Crisis Intervention Hotline Provides Crucial Support during—and after—Domestic Violence Awareness Month 

The Clothesline Project 2023 in Douglass Library
The Clothesline Project—one of the programs the Office for Violence Prevention and Victim Assistance runs in honor of Domestic Violence Awareness Month—in Douglass Library. The Clothesline Project will run through November in Douglass Library.
Jack Ouligian

October marks Domestic Violence Awareness and Prevention Month (DVAM), a month dedicated to bringing advocates and community members together to end domestic violence. At Rutgers—New Brunswick, the Office of Violence Prevention and Victim Assistance (VPVA), with campus partners, has taken a lead on providing support and programming during DVAM through their Turn the Campus Purple campaign. 

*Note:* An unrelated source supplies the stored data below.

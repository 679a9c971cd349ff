// src/services/generator.rs

use std::collections::BTreeSet;

use chrono::Utc;
use sqlx::{QueryBuilder, Sqlite, SqlitePool};

use crate::{
    config::Config,
    error::AppError,
    models::scope::{Scope, ScopeLevel},
    services::tracker,
};

/// Creates a persisted exam from one or more scopes.
///
/// * Resolves all scopes (404 on any miss).
/// * Collects the transitive closure of published problems under them,
///   deduplicated across overlapping scopes.
/// * Samples `target` problems uniformly without replacement and stores them
///   with order numbers 1..N.
/// * Updates the creator's weekly tracker.
///
/// Everything runs in one transaction: on any failure (insufficient problems,
/// quota reached) no exam row survives.
pub async fn create_exam(
    pool: &SqlitePool,
    config: &Config,
    user_id: i64,
    scope_ids: &[i64],
    requested_count: Option<i64>,
) -> Result<i64, AppError> {
    let ids: Vec<i64> = scope_ids
        .iter()
        .copied()
        .collect::<BTreeSet<_>>()
        .into_iter()
        .collect();

    if ids.is_empty() {
        return Err(AppError::BadRequest("No scopes selected".to_string()));
    }
    if ids.len() > 1 && requested_count.is_none() {
        return Err(AppError::BadRequest(
            "A problem count is required when combining scopes".to_string(),
        ));
    }

    let mut tx = pool.begin().await?;

    let mut qb = QueryBuilder::<Sqlite>::new(
        "SELECT id, title, caption, parent_id, level, in_scope_order, is_published
         FROM scopes WHERE id IN (",
    );
    let mut separated = qb.separated(",");
    for id in &ids {
        separated.push_bind(id);
    }
    separated.push_unseparated(")");

    let scopes: Vec<Scope> = qb.build_query_as().fetch_all(&mut *tx).await?;

    if scopes.len() != ids.len() {
        return Err(AppError::NotFound("Scope not found".to_string()));
    }

    let (target, title) = match requested_count {
        Some(count) => (count, format!("Custom exam over {} scopes", scopes.len())),
        None => {
            let scope = &scopes[0];
            let level = ScopeLevel::from_i64(scope.level).ok_or_else(|| {
                AppError::InternalServerError(format!("Scope {} has invalid level", scope.id))
            })?;
            (
                level.quota(&config.quotas),
                format!("Exam for {}: {}", level.label(), scope.title),
            )
        }
    };

    let pool_size = problem_pool_size(&mut tx, &ids).await?;
    if pool_size < target {
        return Err(AppError::BadRequest(format!(
            "Not enough published problems in the selected scopes: {} available, {} required",
            pool_size, target
        )));
    }

    let sampled = sample_problem_ids(&mut tx, &ids, target).await?;

    let exam_id: i64 =
        sqlx::query_scalar("INSERT INTO exams (title, created_by) VALUES (?, ?) RETURNING id")
            .bind(&title)
            .bind(user_id)
            .fetch_one(&mut *tx)
            .await?;

    let mut scope_insert =
        QueryBuilder::<Sqlite>::new("INSERT INTO exam_scopes (exam_id, scope_id) ");
    scope_insert.push_values(&ids, |mut row, scope_id| {
        row.push_bind(exam_id).push_bind(scope_id);
    });
    scope_insert.build().execute(&mut *tx).await?;

    let mut problem_insert =
        QueryBuilder::<Sqlite>::new(r#"INSERT INTO exam_problems (exam_id, problem_id, "order") "#);
    problem_insert.push_values(sampled.iter().enumerate(), |mut row, (idx, problem_id)| {
        row.push_bind(exam_id)
            .push_bind(problem_id)
            .push_bind(idx as i64 + 1);
    });
    problem_insert.build().execute(&mut *tx).await?;

    tracker::record_exam_creation(
        &mut *tx,
        user_id,
        config.max_exams_per_week,
        Utc::now().date_naive(),
    )
    .await?;

    tx.commit().await?;

    tracing::info!(
        "Created exam {} ({} problems) for user {}",
        exam_id,
        sampled.len(),
        user_id
    );

    Ok(exam_id)
}

/// Appends the recursive subtree CTE over the given root scope ids.
fn push_subtree_cte<'a>(qb: &mut QueryBuilder<'a, Sqlite>, ids: &'a [i64]) {
    qb.push("WITH RECURSIVE subtree(id) AS (SELECT id FROM scopes WHERE id IN (");
    let mut separated = qb.separated(",");
    for id in ids {
        separated.push_bind(id);
    }
    separated.push_unseparated(")");
    qb.push(" UNION SELECT s.id FROM scopes s JOIN subtree t ON s.parent_id = t.id) ");
}

async fn problem_pool_size(
    tx: &mut sqlx::Transaction<'_, Sqlite>,
    ids: &[i64],
) -> Result<i64, AppError> {
    let mut qb = QueryBuilder::<Sqlite>::new("");
    push_subtree_cte(&mut qb, ids);
    qb.push(
        "SELECT COUNT(DISTINCT p.id) FROM problems p
         JOIN subtree t ON p.scope_id = t.id
         WHERE p.is_published = 1",
    );
    let count: i64 = qb.build_query_scalar().fetch_one(&mut **tx).await?;
    Ok(count)
}

async fn sample_problem_ids(
    tx: &mut sqlx::Transaction<'_, Sqlite>,
    ids: &[i64],
    target: i64,
) -> Result<Vec<i64>, AppError> {
    let mut qb = QueryBuilder::<Sqlite>::new("");
    push_subtree_cte(&mut qb, ids);
    qb.push(
        "SELECT id FROM (
             SELECT DISTINCT p.id AS id FROM problems p
             JOIN subtree t ON p.scope_id = t.id
             WHERE p.is_published = 1
         ) ORDER BY RANDOM() LIMIT ",
    );
    qb.push_bind(target);
    let sampled: Vec<i64> = qb.build_query_scalar().fetch_all(&mut **tx).await?;
    Ok(sampled)
}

Upcoming events include a Town Hall with Rutgers University Student Association (RUSA) in the Student Activities Center (SAC) 7:30 P.M. on Thursday, October 19th, as well as a Smash the Pumpkin/Patriarchy Party from 7 P.M. outside the VPVA office on 19 Bartlett Street.  However, one crucial resource that will remain available throughout the rest of the month—and the entire calendar year—is VPVA’s crisis intervention hotline, which aims to help survivors cope with the effects of interpersonal violence.  

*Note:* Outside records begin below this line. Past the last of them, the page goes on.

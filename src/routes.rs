// src/routes.rs

use axum::{
    Router, http::Method, middleware,
    routing::{delete, get, post, put},
};
use tower_http::{cors::CorsLayer, trace::TraceLayer};

use crate::{
    handlers::{admin, auth, dashboard, exam, scope},
    state::AppState,
    utils::jwt::{admin_middleware, auth_middleware},
};

/// Assembles the main application router.
///
/// * Merges all sub-routers (auth, scopes, exams, submissions, admin).
/// * Applies global middleware (Trace, CORS).
/// * Injects global state (Database Pool + Config).
pub fn create_router(state: AppState) -> Router {
    let origins = [
        "http://localhost:3000".parse().unwrap(),
        "http://127.0.0.1:3000".parse().unwrap(),
    ];

    let cors = CorsLayer::new()
        .allow_origin(origins)
        .allow_methods([Method::GET, Method::POST, Method::PUT, Method::DELETE])
        .allow_headers([
            axum::http::header::AUTHORIZATION,
            axum::http::header::CONTENT_TYPE,
        ]);

    let auth_routes = Router::new()
        .route("/register", post(auth::register))
        .route("/login", post(auth::login));

    let scope_routes = Router::new()
        .route("/", get(scope::list_textbooks))
        .route("/{id}", get(scope::get_scope))
        .route("/{id}/children", get(scope::list_children))
        .layer(middleware::from_fn_with_state(
            state.clone(),
            auth_middleware,
        ));

    let favorite_routes = Router::new()
        .route("/", get(scope::list_favorites).post(scope::toggle_favorite))
        .layer(middleware::from_fn_with_state(
            state.clone(),
            auth_middleware,
        ));

    let exam_routes = Router::new()
        .route("/", get(exam::list_exams).post(exam::create_exam))
        .route("/custom", post(exam::create_custom_exam))
        .route("/{id}", get(exam::get_exam))
        .route("/{id}/solve", get(exam::start_exam).post(exam::solve_exam))
        .layer(middleware::from_fn_with_state(
            state.clone(),
            auth_middleware,
        ));

    let submission_routes = Router::new()
        .route("/", get(exam::list_submissions))
        .route("/{id}", get(exam::get_result))
        .layer(middleware::from_fn_with_state(
            state.clone(),
            auth_middleware,
        ));

    let dashboard_routes = Router::new()
        .route("/", get(dashboard::dashboard))
        .layer(middleware::from_fn_with_state(
            state.clone(),
            auth_middleware,
        ));

    let admin_routes = Router::new()
        .route("/scopes", post(admin::create_scope))
        .route(
            "/scopes/{id}",
            put(admin::update_scope).delete(admin::delete_scope),
        )
        .route("/problems", post(admin::create_problem))
        .route(
            "/problems/{id}",
            delete(admin::delete_problem).put(admin::update_problem),
        )
        // Double middleware protection: Auth first, then Admin check
        .layer(middleware::from_fn(admin_middleware))
        .layer(middleware::from_fn_with_state(
            state.clone(),
            auth_middleware,
        ));

    Router::new()
        .nest("/api/auth", auth_routes)
        .nest("/api/scopes", scope_routes)
        .nest("/api/favorites", favorite_routes)
        .nest("/api/exams", exam_routes)
        .nest("/api/submissions", submission_routes)
        .nest("/api/dashboard", dashboard_routes)
        .nest("/api/admin", admin_routes)
        // Global Middleware (applied from outside in)
        .layer(TraceLayer::new_for_http())
        .layer(cors)
        .with_state(state)
}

This hotline, available to Rutgers students, staff, or faculty, connects callers with a trained, confidential advocate who provides them with support and information about their available options. If needed, advocates can also accompany callers to health services or police departments, help them navigate the legal system, contact faculty members or departments on their behalf, and more. 

There are many reasons why callers reach out to the crisis intervention hotline, and VPVA staff and advocates emphasized the range of calls that they receive. 

“We’ve seen people call the hotline for a wide array of experiences, and people who haven’t been directly involved or harmed can call the hotline—professors, staff, or friends,” said Rebecca Vazquez, director of VPVA. “For example, calls can either be for an incident that just happened or for something that happened a while back around which they’re experiencing some distress.” 

VPVA professional staff and volunteer advocates staff the hotline, and both must complete sixty hours of training before they can receive live calls. In these calls, advocates talk through the caller’s situation with them, providing critical information and support.  

“The hotline provides callers with a confidential, safe space for disclosure and help from someone who is supportive, respects their choices, and is capable of understanding their individual needs,” said Lynne Trabachino, an associate graduate faculty and professional research staff members who has served as an advocate since 2018. “ This service is an invaluable resource for survivors of sexual assault and domestic violence to get the help they need.’” 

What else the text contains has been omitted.